Kurtley Beale: From outcast to the embodiment of Cheika’s Australia
‘He’s been outstanding on this trip, his consistency in training every day’
Kurtley Beale has come to embody Michael Cheika’s Wallabies revolution and has now been backed to typify Australia’s bid for future greatness. Photograph: Mike Egerton/PA
Kurtley Beale has come to embody Michael Cheika’s Wallabies revolution and has now been backed to typify Australia’s bid for future greatness.
Cheika inherited a mess of in-fighting and back-biting when Ewen McKenzie felt forced into resignation just a year ago.
Utility back Beale was an outcast when Cheika took the Wallabies helm, having been suspended following a bust-up with administrator Di Patston.
Former Leinster boss Cheika quickly jettisoned all that baggage however and brought Beale in from the cold for last year’s November Tests.
“He’s been outstanding on this trip, his consistency in training every day,” said Cheika of Beale, after Australia’s 34-17 World Cup final defeat to New Zealand.
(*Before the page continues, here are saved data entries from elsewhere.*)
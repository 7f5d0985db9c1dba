mod notifications;
mod plans;
mod posts;
mod users;

pub use notifications::*;
pub use plans::*;
pub use posts::*;
pub use users::*;

use axum::{
    http::{HeaderMap, StatusCode},
    response::IntoResponse,
    Json,
};
use uuid::Uuid;

use crate::error::SocialError;

/// Header carrying the caller's identity, set by the gateway after it has
/// validated the caller's credentials.
pub const ACTOR_HEADER: &str = "x-user-id";

type ApiError = (StatusCode, String);

// ============================================================
// Error Handling
// ============================================================

/// Map a core error to a status code.
///
/// Every kind gets its own status so clients can tell them apart. Store
/// failures are logged in full and returned with a sanitized message.
fn social_error(e: SocialError) -> ApiError {
    let status = match &e {
        SocialError::NotFound(_) => StatusCode::NOT_FOUND,
        SocialError::Forbidden(_) => StatusCode::FORBIDDEN,
        SocialError::SelfFollowNotAllowed | SocialError::InvalidInput(_) => {
            StatusCode::BAD_REQUEST
        }
        SocialError::StoreUnavailable(msg) => {
            tracing::error!("Store error: {}", msg);
            return (
                StatusCode::SERVICE_UNAVAILABLE,
                "Store unavailable".to_string(),
            );
        }
    };

    tracing::warn!("Request rejected: {}", e);
    (status, e.to_string())
}

/// Resolve the acting identity from the request headers.
fn actor(headers: &HeaderMap) -> Result<Uuid, ApiError> {
    let raw = headers
        .get(ACTOR_HEADER)
        .and_then(|h| h.to_str().ok())
        .ok_or((
            StatusCode::UNAUTHORIZED,
            format!("Missing {} header", ACTOR_HEADER),
        ))?;

    Uuid::parse_str(raw.trim()).map_err(|_| {
        (
            StatusCode::UNAUTHORIZED,
            format!("Invalid {} header", ACTOR_HEADER),
        )
    })
}

// ============================================================
// Health
// ============================================================

pub async fn health() -> impl IntoResponse {
    Json(serde_json::json!({ "status": "ok" }))
}
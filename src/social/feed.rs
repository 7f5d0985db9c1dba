use uuid::Uuid;

use super::Social;
use crate::error::Result;
use crate::models::*;

impl Social {
    /// Posts by the people `viewer` follows, newest first.
    ///
    /// Someone who follows nobody gets an empty page, not the global
    /// timeline.
    pub fn compose_feed(&self, viewer: Uuid, request: PageRequest) -> Result<Page<Post>> {
        self.db.require_user(viewer)?;

        if self.db.following_count(viewer)? == 0 {
            return Ok(Page::empty(request));
        }

        self.db.posts_followed_by(viewer, request)
    }
}
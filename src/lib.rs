//! Skillshare social backend.
//!
//! Users follow each other, post, like, comment and share learning plans.
//! The interesting part is [`social`]: the follow graph, the feed built from
//! it, the ownership guard in [`auth`], and the notifications fanned out when
//! someone interacts with you. [`db`] is the SQLite store underneath and
//! [`api`] the axum surface on top.

pub mod api;
pub mod auth;
pub mod client;
pub mod db;
pub mod error;
pub mod models;
pub mod social;
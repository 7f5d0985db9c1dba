use rusqlite::{Connection, OptionalExtension, Row};
use uuid::Uuid;

use super::{format_datetime, now, parse_datetime, parse_uuid, Database};
use crate::error::{require_text, Result, SocialError};
use crate::models::*;

const USER_COLUMNS: &str = "id, name, email, bio, created_at, updated_at";

const SEARCH_LIMIT: u32 = 50;

pub(super) fn row_to_user(row: &Row) -> rusqlite::Result<User> {
    Ok(User {
        id: parse_uuid(row.get::<_, String>(0)?),
        name: row.get(1)?,
        email: row.get(2)?,
        bio: row.get(3)?,
        created_at: parse_datetime(row.get::<_, String>(4)?),
        updated_at: parse_datetime(row.get::<_, String>(5)?),
    })
}

/// Make `%`, `_` and the escape character match themselves in a `LIKE`
/// pattern that uses a backslash escape.
fn escape_like(raw: &str) -> String {
    let mut escaped = String::with_capacity(raw.len());
    for c in raw.chars() {
        if matches!(c, '%' | '_' | '\\') {
            escaped.push('\\');
        }
        escaped.push(c);
    }
    escaped
}

/// Existence check used by every operation that references another user.
pub(super) fn user_exists(conn: &Connection, id: Uuid) -> Result<bool> {
    let count: i64 = conn.query_row(
        "SELECT COUNT(*) FROM users WHERE id = ?",
        [id.to_string()],
        |row| row.get(0),
    )?;
    Ok(count > 0)
}

pub(super) fn require_user_exists(conn: &Connection, id: Uuid) -> Result<()> {
    if user_exists(conn, id)? {
        Ok(())
    } else {
        Err(SocialError::NotFound("User"))
    }
}

fn select_user(conn: &Connection, id: Uuid) -> Result<Option<User>> {
    let user = conn
        .query_row(
            &format!("SELECT {USER_COLUMNS} FROM users WHERE id = ?"),
            [id.to_string()],
            row_to_user,
        )
        .optional()?;
    Ok(user)
}

impl Database {
    // ============================================================
    // Identity directory
    // ============================================================

    pub fn create_user(&self, input: CreateUserInput) -> Result<User> {
        require_text("name", &input.name)?;
        require_text("email", &input.email)?;

        let conn = self.conn()?;
        let taken: i64 = conn.query_row(
            "SELECT COUNT(*) FROM users WHERE email = ?",
            [&input.email],
            |row| row.get(0),
        )?;
        if taken > 0 {
            return Err(SocialError::InvalidInput(format!(
                "email {} is already registered",
                input.email
            )));
        }

        let id = Uuid::new_v4();
        let now = now();

        conn.execute(
            "INSERT INTO users (id, name, email, bio, created_at, updated_at)
             VALUES (?, ?, ?, ?, ?, ?)",
            (
                id.to_string(),
                &input.name,
                &input.email,
                &input.bio,
                format_datetime(now),
                format_datetime(now),
            ),
        )?;

        Ok(User {
            id,
            name: input.name,
            email: input.email,
            bio: input.bio,
            created_at: now,
            updated_at: now,
        })
    }

    pub fn get_user(&self, id: Uuid) -> Result<Option<User>> {
        let conn = self.conn()?;
        select_user(&conn, id)
    }

    /// Look up a user, failing with `NotFound` when absent.
    pub fn require_user(&self, id: Uuid) -> Result<User> {
        self.get_user(id)?.ok_or(SocialError::NotFound("User"))
    }

    pub fn user_exists(&self, id: Uuid) -> Result<bool> {
        let conn = self.conn()?;
        user_exists(&conn, id)
    }

    pub fn update_profile(&self, id: Uuid, input: UpdateProfileInput) -> Result<User> {
        if let Some(name) = &input.name {
            require_text("name", name)?;
        }

        let conn = self.conn()?;
        let existing = select_user(&conn, id)?.ok_or(SocialError::NotFound("User"))?;

        let now = now();
        let name = input.name.unwrap_or(existing.name);
        let bio = input.bio.or(existing.bio);

        conn.execute(
            "UPDATE users SET name = ?, bio = ?, updated_at = ? WHERE id = ?",
            (&name, &bio, format_datetime(now), id.to_string()),
        )?;

        Ok(User {
            id,
            name,
            email: existing.email,
            bio,
            created_at: existing.created_at,
            updated_at: now,
        })
    }

    /// Substring match on name or email, ordered by name.
    pub fn search_users(&self, query: &str) -> Result<Vec<User>> {
        require_text("query", query)?;

        let conn = self.conn()?;
        let pattern = format!("%{}%", escape_like(query.trim()));
        let mut stmt = conn.prepare(&format!(
            "SELECT {USER_COLUMNS} FROM users
             WHERE name LIKE ?1 ESCAPE '\\' OR email LIKE ?1 ESCAPE '\\'
             ORDER BY name, id LIMIT ?2"
        ))?;

        let users = stmt
            .query_map((&pattern, SEARCH_LIMIT), row_to_user)?
            .collect::<Result<Vec<_>, _>>()?;

        Ok(users)
    }
}
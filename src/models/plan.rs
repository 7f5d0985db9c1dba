use chrono::{DateTime, Utc};
use serde::{Deserialize, Serialize};
use uuid::Uuid;

/// A structured learning plan made of ordered steps.
///
/// Steps are always returned in `order_index` order, and `order_index` is
/// always the step's position in the list: it is re-derived whenever the plan
/// is written, whatever the caller sent.
#[derive(Debug, Clone, Serialize, Deserialize, PartialEq, Eq)]
pub struct LearningPlan {
    pub id: Uuid,
    pub user_id: Uuid,
    pub title: String,
    pub description: Option<String>,
    pub target_completion_date: Option<DateTime<Utc>>,
    pub status: PlanStatus,
    pub steps: Vec<LearningStep>,
    pub created_at: DateTime<Utc>,
    pub updated_at: DateTime<Utc>,
}

/// Progress of a plan as a whole.
#[derive(Debug, Clone, Copy, Default, Serialize, Deserialize, PartialEq, Eq)]
#[serde(rename_all = "SCREAMING_SNAKE_CASE")]
pub enum PlanStatus {
    #[default]
    NotStarted,
    InProgress,
    Completed,
    OnHold,
}

impl PlanStatus {
    pub fn as_str(&self) -> &'static str {
        match self {
            Self::NotStarted => "NOT_STARTED",
            Self::InProgress => "IN_PROGRESS",
            Self::Completed => "COMPLETED",
            Self::OnHold => "ON_HOLD",
        }
    }

    pub fn from_str(s: &str) -> Option<Self> {
        match s {
            "NOT_STARTED" => Some(Self::NotStarted),
            "IN_PROGRESS" => Some(Self::InProgress),
            "COMPLETED" => Some(Self::Completed),
            "ON_HOLD" => Some(Self::OnHold),
            _ => None,
        }
    }
}

/// One step of a learning plan.
#[derive(Debug, Clone, Serialize, Deserialize, PartialEq, Eq)]
pub struct LearningStep {
    pub id: Uuid,
    pub plan_id: Uuid,
    pub title: String,
    pub description: Option<String>,
    pub resource_url: Option<String>,
    /// Zero-based position within the plan.
    pub order_index: i64,
    pub status: StepStatus,
}

#[derive(Debug, Clone, Copy, Default, Serialize, Deserialize, PartialEq, Eq)]
#[serde(rename_all = "SCREAMING_SNAKE_CASE")]
pub enum StepStatus {
    #[default]
    NotStarted,
    InProgress,
    Completed,
}

impl StepStatus {
    pub fn as_str(&self) -> &'static str {
        match self {
            Self::NotStarted => "NOT_STARTED",
            Self::InProgress => "IN_PROGRESS",
            Self::Completed => "COMPLETED",
        }
    }

    pub fn from_str(s: &str) -> Option<Self> {
        match s {
            "NOT_STARTED" => Some(Self::NotStarted),
            "IN_PROGRESS" => Some(Self::InProgress),
            "COMPLETED" => Some(Self::Completed),
            _ => None,
        }
    }
}

/// Input for creating or replacing a learning plan.
///
/// Updates replace the step list wholesale.
#[derive(Debug, Clone, Serialize, Deserialize)]
pub struct LearningPlanInput {
    pub title: String,
    #[serde(default)]
    pub description: Option<String>,
    #[serde(default)]
    pub target_completion_date: Option<DateTime<Utc>>,
    /// Defaults to `NotStarted` if not specified.
    #[serde(default)]
    pub status: Option<PlanStatus>,
    #[serde(default)]
    pub steps: Vec<LearningStepInput>,
}

#[derive(Debug, Clone, Serialize, Deserialize)]
pub struct LearningStepInput {
    pub title: String,
    #[serde(default)]
    pub description: Option<String>,
    #[serde(default)]
    pub resource_url: Option<String>,
    /// Accepted for compatibility with older clients and ignored; the
    /// position in `steps` decides the order.
    #[serde(default)]
    pub order_index: Option<i64>,
    #[serde(default)]
    pub status: Option<StepStatus>,
}

/// Input for sharing a plan with another user.
#[derive(Debug, Clone, Serialize, Deserialize)]
pub struct SharePlanInput {
    pub recipient_id: Uuid,
}
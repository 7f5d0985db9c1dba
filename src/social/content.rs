use uuid::Uuid;

use super::Social;
use crate::auth::authorize;
use crate::error::Result;
use crate::models::*;

// Every mutation below loads the current owner and runs `authorize` before
// touching the store.

impl Social {
    // ============================================================
    // Posts
    // ============================================================

    pub fn create_post(&self, actor: Uuid, input: CreatePostInput) -> Result<Post> {
        let post = self.db.create_post(actor, input)?;
        tracing::debug!(%actor, post_id = %post.id, "Post created");
        Ok(post)
    }

    pub fn update_post(&self, actor: Uuid, post_id: Uuid, input: UpdatePostInput) -> Result<Post> {
        let post = self.db.require_post(post_id)?;
        authorize(actor, post.user_id, "post")?;
        self.db.update_post_content(post_id, &input.content)
    }

    /// Delete a post along with its comments and likes.
    pub fn delete_post(&self, actor: Uuid, post_id: Uuid) -> Result<()> {
        let post = self.db.require_post(post_id)?;
        authorize(actor, post.user_id, "post")?;
        self.db.delete_post(post_id)?;
        tracing::debug!(%actor, %post_id, "Post deleted");
        Ok(())
    }

    // ============================================================
    // Comments
    // ============================================================

    pub fn update_comment(
        &self,
        actor: Uuid,
        comment_id: Uuid,
        input: CommentInput,
    ) -> Result<Comment> {
        let comment = self.db.require_comment(comment_id)?;
        authorize(actor, comment.user_id, "comment")?;
        self.db.update_comment(comment_id, &input.content)
    }

    pub fn delete_comment(&self, actor: Uuid, comment_id: Uuid) -> Result<()> {
        let comment = self.db.require_comment(comment_id)?;
        authorize(actor, comment.user_id, "comment")?;
        self.db.delete_comment(comment_id)?;
        Ok(())
    }

    // ============================================================
    // Learning plans
    // ============================================================

    pub fn create_plan(&self, actor: Uuid, input: LearningPlanInput) -> Result<LearningPlan> {
        let plan = self.db.create_plan(actor, input)?;
        tracing::debug!(%actor, plan_id = %plan.id, steps = plan.steps.len(), "Plan created");
        Ok(plan)
    }

    pub fn update_plan(
        &self,
        actor: Uuid,
        plan_id: Uuid,
        input: LearningPlanInput,
    ) -> Result<LearningPlan> {
        let plan = self.db.require_plan(plan_id)?;
        authorize(actor, plan.user_id, "learning plan")?;
        self.db.replace_plan(plan_id, input)
    }

    pub fn delete_plan(&self, actor: Uuid, plan_id: Uuid) -> Result<()> {
        let plan = self.db.require_plan(plan_id)?;
        authorize(actor, plan.user_id, "learning plan")?;
        self.db.delete_plan(plan_id)?;
        Ok(())
    }
}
“He’s probably been one of our best, but he’s had to mix it up between starting and being on the bench.”
Beale was a constant scourge for the All Blacks after joining the fray as a replacement in Saturday’s World Cup final at Twickenham.
Though Australia ended up well beaten the Wallabies rallied from 21-3 down to within four points before the All Blacks raced away again.
New Zealand made history in retaining the Webb Ellis Cup but Australia’s battling qualities underscored Cheika’s remarkable one-year rescue job.
Despite the defeat the Wallabies have turned several dismal years on their head in fine style at the World Cup, with Cheika now plotting a more measured course ahead.
Cheika is just as keen to leave the controversy in the past as Beale, and the Wallabies boss has tipped the talented 26-year-old to reach his peak in the next few years.
“His attitude towards selection and all those things, then coming on and making a contribution, he’s been outstanding for us,” said Cheika.
“I like him a lot as a player, I’ve had a lot to do with him and he’s only going to get better from here.”
Full-back Israel Folau also threw his weight behind Beale’s continued resurgence in green and gold.
“I’m really close with Kurtley, he’s a real close mate of mine and I’m so proud of the way he’s played throughout the whole tournament,” said Folau.
“He brought great energy off the bench, and all credit to him, and that’s the type of player he is.
“I’m just proud to be playing alongside him.”
No-nonsense coach Cheika’s homespun approach was an instant hit on his Wallabies arrival, and since then the 48-year-old has won global acclaim for it.
The former Leinster boss throws his weight around in full-contact training.
He has spent time boxing with Quade Cooper to toughen up the playmaker — and used to have his Leinster players “scared s***less”, according to Johnny Sexton.
Scrum-half Nick Phipps admitted Cheika has spent countless hours helping the Wallabies players get the very best out of themselves.
“The three main things for us have been making the right decisions, fulfilling our potential and never letting anyone down,” said Phipps.
“That’s shown in the way the coaches have developed the squad.
“You can see Kurtley Beale performing like that, the group that’s around, he’s a class player.
“I wouldn’t say Cheik’s got any secrets, he’s very up front in what he wants to do.
“He invests a lot of time, he can read the players well, he invests a lot of time in the group and makes it well known that it’s all about the players, and the way we want to carry ourselves on and off the field.
“It’s great that a lot of people out there can see him and the passion he has to reinstate Australian rugby where it belongs.
“That feeds right through the group.”